■ **What this task involves**:
Please count the lines in the data below that hold the word "const", and give only the number.

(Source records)
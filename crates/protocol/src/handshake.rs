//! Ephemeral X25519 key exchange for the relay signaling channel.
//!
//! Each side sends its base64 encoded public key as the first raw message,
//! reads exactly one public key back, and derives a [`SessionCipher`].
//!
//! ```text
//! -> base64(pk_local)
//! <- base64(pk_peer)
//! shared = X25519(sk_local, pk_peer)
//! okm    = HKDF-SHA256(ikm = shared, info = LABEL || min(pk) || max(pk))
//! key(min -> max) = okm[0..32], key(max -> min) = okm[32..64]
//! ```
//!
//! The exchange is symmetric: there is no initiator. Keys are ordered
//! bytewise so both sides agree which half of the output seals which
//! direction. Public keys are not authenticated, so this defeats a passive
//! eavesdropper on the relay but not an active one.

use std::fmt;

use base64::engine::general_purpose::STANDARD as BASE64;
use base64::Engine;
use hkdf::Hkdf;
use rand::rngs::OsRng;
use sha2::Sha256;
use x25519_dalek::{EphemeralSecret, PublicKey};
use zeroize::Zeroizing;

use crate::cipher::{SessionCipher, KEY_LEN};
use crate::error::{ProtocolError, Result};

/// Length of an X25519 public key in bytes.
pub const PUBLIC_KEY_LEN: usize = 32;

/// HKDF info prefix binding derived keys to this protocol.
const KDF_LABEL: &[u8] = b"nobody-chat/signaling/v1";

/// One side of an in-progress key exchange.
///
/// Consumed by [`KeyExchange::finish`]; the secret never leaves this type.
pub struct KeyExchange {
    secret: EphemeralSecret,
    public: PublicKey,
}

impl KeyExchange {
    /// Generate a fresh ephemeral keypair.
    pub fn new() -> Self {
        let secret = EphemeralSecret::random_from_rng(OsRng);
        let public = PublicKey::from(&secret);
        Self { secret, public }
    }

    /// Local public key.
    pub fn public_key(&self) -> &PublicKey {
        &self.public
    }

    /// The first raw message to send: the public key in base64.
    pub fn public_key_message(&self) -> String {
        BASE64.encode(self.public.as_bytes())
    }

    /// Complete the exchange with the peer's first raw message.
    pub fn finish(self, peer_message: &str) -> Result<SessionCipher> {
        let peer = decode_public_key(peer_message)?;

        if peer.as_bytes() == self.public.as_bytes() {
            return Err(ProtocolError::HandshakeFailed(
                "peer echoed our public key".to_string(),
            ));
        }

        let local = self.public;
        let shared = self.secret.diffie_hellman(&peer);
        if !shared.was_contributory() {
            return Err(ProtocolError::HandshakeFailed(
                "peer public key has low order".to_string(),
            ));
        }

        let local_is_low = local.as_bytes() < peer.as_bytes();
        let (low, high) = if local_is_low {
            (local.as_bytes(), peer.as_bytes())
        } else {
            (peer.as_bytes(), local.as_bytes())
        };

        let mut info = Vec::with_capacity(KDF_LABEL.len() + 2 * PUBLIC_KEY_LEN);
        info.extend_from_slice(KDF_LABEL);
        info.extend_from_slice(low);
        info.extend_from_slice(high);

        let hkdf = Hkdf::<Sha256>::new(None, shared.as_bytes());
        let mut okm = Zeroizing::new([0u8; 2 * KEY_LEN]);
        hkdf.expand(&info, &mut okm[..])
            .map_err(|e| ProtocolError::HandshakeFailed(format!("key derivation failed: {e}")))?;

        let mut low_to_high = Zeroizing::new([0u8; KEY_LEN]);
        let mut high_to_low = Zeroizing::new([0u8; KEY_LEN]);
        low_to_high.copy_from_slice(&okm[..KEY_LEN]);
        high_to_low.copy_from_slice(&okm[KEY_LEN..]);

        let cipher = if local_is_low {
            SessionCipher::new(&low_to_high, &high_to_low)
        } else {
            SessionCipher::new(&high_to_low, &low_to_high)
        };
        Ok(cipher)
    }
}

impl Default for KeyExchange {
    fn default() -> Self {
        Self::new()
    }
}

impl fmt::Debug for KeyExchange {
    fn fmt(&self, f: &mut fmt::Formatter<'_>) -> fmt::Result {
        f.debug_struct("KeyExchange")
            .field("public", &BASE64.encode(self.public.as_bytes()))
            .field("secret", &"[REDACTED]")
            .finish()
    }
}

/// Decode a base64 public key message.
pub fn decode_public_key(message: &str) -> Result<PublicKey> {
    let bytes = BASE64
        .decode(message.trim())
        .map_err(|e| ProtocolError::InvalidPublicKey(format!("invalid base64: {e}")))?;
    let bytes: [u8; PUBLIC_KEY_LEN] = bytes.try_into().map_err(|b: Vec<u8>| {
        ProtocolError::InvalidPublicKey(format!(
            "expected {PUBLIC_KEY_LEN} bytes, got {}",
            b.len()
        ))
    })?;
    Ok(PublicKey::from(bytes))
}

--

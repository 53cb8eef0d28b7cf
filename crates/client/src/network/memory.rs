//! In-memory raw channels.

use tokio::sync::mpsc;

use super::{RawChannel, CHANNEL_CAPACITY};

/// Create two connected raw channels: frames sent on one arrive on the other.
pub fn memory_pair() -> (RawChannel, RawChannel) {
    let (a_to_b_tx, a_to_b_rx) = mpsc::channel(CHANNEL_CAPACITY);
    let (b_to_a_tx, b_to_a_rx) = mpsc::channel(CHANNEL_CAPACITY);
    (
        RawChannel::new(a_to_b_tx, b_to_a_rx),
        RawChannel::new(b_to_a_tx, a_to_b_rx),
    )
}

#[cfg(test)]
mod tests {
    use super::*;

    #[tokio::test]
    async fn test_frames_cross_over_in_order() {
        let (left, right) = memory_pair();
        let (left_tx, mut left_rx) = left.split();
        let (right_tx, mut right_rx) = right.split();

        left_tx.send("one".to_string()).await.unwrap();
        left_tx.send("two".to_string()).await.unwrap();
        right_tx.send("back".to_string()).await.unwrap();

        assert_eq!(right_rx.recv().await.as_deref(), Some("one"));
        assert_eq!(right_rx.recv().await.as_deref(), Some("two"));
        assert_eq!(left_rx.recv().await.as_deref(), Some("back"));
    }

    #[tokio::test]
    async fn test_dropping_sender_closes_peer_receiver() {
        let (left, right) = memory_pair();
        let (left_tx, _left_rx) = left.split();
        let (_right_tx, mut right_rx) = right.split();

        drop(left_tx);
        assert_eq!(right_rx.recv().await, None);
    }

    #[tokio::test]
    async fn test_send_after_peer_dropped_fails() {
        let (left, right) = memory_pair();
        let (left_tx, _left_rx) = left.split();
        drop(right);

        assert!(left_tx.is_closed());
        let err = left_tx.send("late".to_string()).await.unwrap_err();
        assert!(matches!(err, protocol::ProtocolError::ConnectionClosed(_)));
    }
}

■ **Output of the exercise**:
2